My high school daughter (who is Asian, we are an inter-racial family), recently spoke at a school board meeting about the importance of continuing funding for the school’s DEI officer. She spoke eloquently, did not villainize anyone. Only spoke to her own experience with microaggressions. After my wife posted a video of the speech on facebook, we received a nasty note from a right-wing acquaintance, accusing my daughter of being a racist, saying he could never respect my daughter again, that we were horrible parents for letting her support DEI initiatives…
There is anger, some are stoking that anger for political gain, turning the very phrase “DEI” on its head.

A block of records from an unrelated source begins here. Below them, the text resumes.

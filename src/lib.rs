//! A from-scratch transformer training engine built on a self-contained
//! numeric kernel: no external math runtime, no autograd library, no
//! GPU offload. Three layers make up the core:
//!
//! - A numeric kernel with its own prime sieve (`math::sieve`),
//!   transcendental library (`math::transcendental`), and a standalone
//!   prime-lattice coordinate map (`lattice`).
//! - A fixed twelve-way "kissing spheres" concurrent training runtime:
//!   a non-computing root coordinating twelve pinned worker threads
//!   through a pair of barriers (`barrier`, `worker`, `hierarchy`),
//!   with lock-free, disjoint per-worker gradient reduction.
//! - The training loop itself: a tied-embedding transformer forward
//!   and exact backward (`kernel`), an Adam/SGD optimizer with a
//!   warmup-then-cosine schedule (`optim`), and the driver that pulls
//!   batches and emits checkpoints (`driver`, `checkpoint`).

pub mod barrier;
pub mod checkpoint;
pub mod config;
pub mod driver;
pub mod error;
pub mod hierarchy;
pub mod kernel;
pub mod lattice;
pub mod math;
pub mod optim;
pub mod params;
pub mod rng;
pub mod worker;

pub use error::{EngineError, Result};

Why does Florida fund a college with so few students to begin with? Is this a good use of public funds for a couple of hundred kids?
Hardly.
The State of Florida would be within its legal rights to just shut the place down. If they cared to, they could attempt to justify this to the public by noting its failure to attract the kind of students it set out to attract, gain any traction in the marketplace, increase enrollment, or start to achieve any sort of ROI on the outsized resources the State gives the place per student. The State also has the right, should it choose to do so, to make NCF into any type of learning environment it wants, subject to First Amendment concerns. They can cut DEI programs. They can kill African-American Studies and replace it with a new department of WASP Studies. They can purge the school of departments they find traditionally employ more liberal professors and researchers. The market and voting public can react how they want, and people can criticize the direction the school takes as a joke should they choose to.

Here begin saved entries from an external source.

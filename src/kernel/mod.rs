//! Forward (C5) and backward (C6) kernels, plus the activation/gradient
//! scratch shapes they share. Each worker owns exactly one `Activations`
//! and one `BackwardScratch`, preallocated once at pool startup and
//! reused across every step it is assigned (`spec.md` §3, §8).
//!
//! Unlike the teacher kernel (`examples/GuillaumeGomez-llm.rs`), which
//! data-parallelizes a single forward/backward call across `B` and `T`
//! with `rayon` + `AtomicPtr`, each worker here processes its assigned
//! batch sequentially in its own pinned thread -- the twelve-way
//! hierarchy (C10) is the parallelism, not intra-kernel fan-out. The
//! loop nests, flat-buffer layout, and step-by-step commentary are kept;
//! only the fan-out mechanism changed.

pub mod backward;
pub mod forward;

use crate::config::ModelConfig;

/// Per-layer forward activations, flat-buffer `[B][T][...]` layout
/// exactly like the teacher's encoder/layernorm/attention buffers.
#[derive(Debug, Clone)]
pub struct LayerActivations {
    pub ln1_out: Vec<f32>,
    pub mean1: Vec<f32>,
    pub rstd1: Vec<f32>,
    pub q: Vec<f32>,
    pub k: Vec<f32>,
    pub v: Vec<f32>,
    /// Softmax-normalized attention weights `A[H][T][T]`. Mandatory:
    /// the backward pass is incorrect without it (`spec.md` §3, §4.6).
    pub attn_weights: Vec<f32>,
    pub attn_out: Vec<f32>,
    /// `h` after the attention residual add; also the pre-FFN-LN input.
    pub resid1: Vec<f32>,
    pub ln2_out: Vec<f32>,
    pub mean2: Vec<f32>,
    pub rstd2: Vec<f32>,
    /// FFN pre-activation (`W1*h' + b1`, before ReLU) -- kept for the
    /// backward ReLU mask.
    pub ffn_pre: Vec<f32>,
    pub ffn_hidden: Vec<f32>,
    /// `h` after the FFN residual add; this layer's output / next
    /// layer's input.
    pub resid2: Vec<f32>,
}

impl LayerActivations {
    fn new(max_b: usize, max_t: usize, d: usize, h: usize, f: usize) -> Self {
        let bt = max_b * max_t;
        let btd = bt * d;
        let btf = bt * f;
        let bhtt = max_b * h * max_t * max_t;
        LayerActivations {
            ln1_out: vec![0.0; btd],
            mean1: vec![0.0; bt],
            rstd1: vec![0.0; bt],
            q: vec![0.0; btd],
            k: vec![0.0; btd],
            v: vec![0.0; btd],
            attn_weights: vec![0.0; bhtt],
            attn_out: vec![0.0; btd],
            resid1: vec![0.0; btd],
            ln2_out: vec![0.0; btd],
            mean2: vec![0.0; bt],
            rstd2: vec![0.0; bt],
            ffn_pre: vec![0.0; btf],
            ffn_hidden: vec![0.0; btf],
            resid2: vec![0.0; btd],
        }
    }
}

/// Every forward activation a worker needs for one step, sized for the
/// maximum batch/sequence length declared at pool startup and reused
/// across every subsequent step (`spec.md` §3).
#[derive(Debug, Clone)]
pub struct Activations {
    pub max_b: usize,
    pub max_t: usize,
    pub h0: Vec<f32>,
    pub layers: Vec<LayerActivations>,
    pub logits: Vec<f32>,
    pub probs: Vec<f32>,
    pub losses: Vec<f32>,
}

impl Activations {
    pub fn new(cfg: &ModelConfig, max_b: usize, max_t: usize) -> Self {
        let d = cfg.embedding_dim;
        let v = cfg.vocab_size;
        let bt = max_b * max_t;
        let layers = (0..cfg.num_layers)
            .map(|_| LayerActivations::new(max_b, max_t, d, cfg.num_heads, cfg.ff_dim))
            .collect();
        Activations {
            max_b,
            max_t,
            h0: vec![0.0; bt * d],
            layers,
            logits: vec![0.0; bt * v],
            probs: vec![0.0; bt * v],
            losses: vec![0.0; bt],
        }
    }
}

/// Gradient-of-activation scratch, mirroring `Activations` shape,
/// used only between a worker's forward and its own backward -- never
/// shared, never written by the root. `d_attn_weights`/softmax-Jacobian
/// intermediates are small (`<= T` wide) and allocated inline inside
/// `kernel::backward::attention_backward` rather than preallocated here,
/// since they are already bounded by the causal prefix, not `T^2`.
#[derive(Debug, Clone)]
pub struct LayerGradScratch {
    pub d_ln1_out: Vec<f32>,
    pub d_q: Vec<f32>,
    pub d_k: Vec<f32>,
    pub d_v: Vec<f32>,
    pub d_attn_out: Vec<f32>,
    pub d_resid1: Vec<f32>,
    pub d_ln2_out: Vec<f32>,
    pub d_ffn_hidden: Vec<f32>,
}

impl LayerGradScratch {
    fn new(max_b: usize, max_t: usize, d: usize, f: usize) -> Self {
        let bt = max_b * max_t;
        let btd = bt * d;
        let btf = bt * f;
        LayerGradScratch {
            d_ln1_out: vec![0.0; btd],
            d_q: vec![0.0; btd],
            d_k: vec![0.0; btd],
            d_v: vec![0.0; btd],
            d_attn_out: vec![0.0; btd],
            d_resid1: vec![0.0; btd],
            d_ln2_out: vec![0.0; btd],
            d_ffn_hidden: vec![0.0; btf],
        }
    }

    fn clear(&mut self) {
        for v in [
            &mut self.d_ln1_out,
            &mut self.d_q,
            &mut self.d_k,
            &mut self.d_v,
            &mut self.d_attn_out,
            &mut self.d_resid1,
            &mut self.d_ln2_out,
        ] {
            v.iter_mut().for_each(|x| *x = 0.0);
        }
        self.d_ffn_hidden.iter_mut().for_each(|x| *x = 0.0);
    }
}

#[derive(Debug, Clone)]
pub struct BackwardScratch {
    pub d_logits: Vec<f32>,
    pub d_h_final: Vec<f32>,
    pub layers: Vec<LayerGradScratch>,
}

impl BackwardScratch {
    pub fn new(cfg: &ModelConfig, max_b: usize, max_t: usize) -> Self {
        let d = cfg.embedding_dim;
        let v = cfg.vocab_size;
        let bt = max_b * max_t;
        let layers = (0..cfg.num_layers)
            .map(|_| LayerGradScratch::new(max_b, max_t, d, cfg.ff_dim))
            .collect();
        BackwardScratch {
            d_logits: vec![0.0; bt * v],
            d_h_final: vec![0.0; bt * d],
            layers,
        }
    }

    pub fn clear(&mut self) {
        self.d_logits.iter_mut().for_each(|x| *x = 0.0);
        self.d_h_final.iter_mut().for_each(|x| *x = 0.0);
        for l in &mut self.layers {
            l.clear();
        }
    }
}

But what’s actually happening here is nothing more than Ron DeSantis using NCF as a culture war plaything. He’ll likely shut it down or merge it into the UF system. But when he does, he won’t claim that it’s because it’s been a poor use of the State’s money (his legitimate prerogative and a not crazy conclusion to the NCF story arc). Instead, he’ll blame it on “wokeness” and use it as coin for his political ambition. Or, he’ll keep it open, kick out the “woke” people and claim victory for the same purposes. It’s a nice canvas for his presidential aspirations. He can’t lose on that front, even if a substantial portion of current students leave and they find no market for their new model and the whole thing collapses. He’ll be gone by then, anyway.
In the meantime, though, he’s seeded the place with people with zero academic background. Primary among them is Chris Rufo, a propogandist with no relevant experience. He’s the person most responsible for the proliferation of idiots running around yelling about “CRT” without the faintest idea what it even means. Just yesterday he was whining about kids “feeling bad” if they learn about white privilege. They also put a right wing grifter, who’d previously been rejected by FSU due to his utter lack of credentials in academia, in place as the new president. This is in no way “taking academics back to academics.” It’s replacing serious people with apparatchiks.
Does any other state run a public college for 600 students? What a waste.